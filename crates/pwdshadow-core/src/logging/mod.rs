//! Structured logging with `tracing`.
//!
//! The engine only emits `tracing` events; the host decides where they go.
//! This module provides:
//! - [`init_subscriber`] for human-readable stderr output
//! - [`init_json_subscriber`] for one JSON object per line
//! - [`capture_logs`] for asserting on events in tests
//!
//! Per-request context (record DN, operation) is carried by spans opened in
//! the engine's orchestrator.

pub mod test_utils;

pub use test_utils::{CapturedEvent, CapturedLogs, capture_logs};

use tracing_subscriber::EnvFilter;

fn env_filter(level: &str) -> EnvFilter {
    EnvFilter::try_from_default_env().unwrap_or_else(|_| EnvFilter::new(level))
}

/// Initialize the global tracing subscriber with stderr output.
///
/// Call once at startup. Subsequent calls are no-ops. `RUST_LOG` takes
/// precedence over `level` when set.
pub fn init_subscriber(level: &str) {
    let subscriber = tracing_subscriber::fmt()
        .with_env_filter(env_filter(level))
        .with_target(true)
        .with_writer(std::io::stderr)
        .compact();

    // try_init is a no-op if a global subscriber is already set
    let _ = subscriber.try_init();
}

/// Initialize the global tracing subscriber with JSON lines on stderr.
pub fn init_json_subscriber(level: &str) {
    let subscriber = tracing_subscriber::fmt()
        .with_env_filter(env_filter(level))
        .with_target(true)
        .with_writer(std::io::stderr)
        .json();

    let _ = subscriber.try_init();
}

// ─────────────────────────────────────────────────────────────────────────────
// Tests
// ─────────────────────────────────────────────────────────────────────────────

■ ■ ■ ■

*Exercise prompt*
Print every record above. Keep each one exactly as it is.

*Result of the exercise*
filename crates/pwdshadow-core/src/logging/mod.rs
//! Structured logging with `tracing`.
//!
//! The engine only emits `tracing` events; the host decides where they go.
//! This module provides:
//! - [`init_subscriber`] for human-readable stderr output
//! - [`init_json_subscriber`] for one JSON object per line
//! - [`capture_logs`] for asserting on events in tests
//!
//! Per-request context (record DN, operation) is carried by spans opened in
//! the engine's orchestrator.

pub mod test_utils;

pub use test_utils::{CapturedEvent, CapturedLogs, capture_logs};

use tracing_subscriber::EnvFilter;

fn env_filter(level: &str) -> EnvFilter {
    EnvFilter::try_from_default_env().unwrap_or_else(|_| EnvFilter::new(level))
}

/// Initialize the global tracing subscriber with stderr output.
///
/// Call once at startup. Subsequent calls are no-ops. `RUST_LOG` takes
/// precedence over `level` when set.
pub fn init_subscriber(level: &str) {
    let subscriber = tracing_subscriber::fmt()
        .with_env_filter(env_filter(level))
        .with_target(true)
        .with_writer(std::io::stderr)
        .compact();

    // try_init is a no-op if a global subscriber is already set
    let _ = subscriber.try_init();
}

/// Initialize the global tracing subscriber with JSON lines on stderr.
pub fn init_json_subscriber(level: &str) {
    let subscriber = tracing_subscriber::fmt()
        .with_env_filter(env_filter(level))
        .with_target(true)
        .with_writer(std::io::stderr)
        .json();

    let _ = subscriber.try_init();
}

// ─────────────────────────────────────────────────────────────────────────────
// Tests
// ─────────────────────────────────────────────────────────────────────────────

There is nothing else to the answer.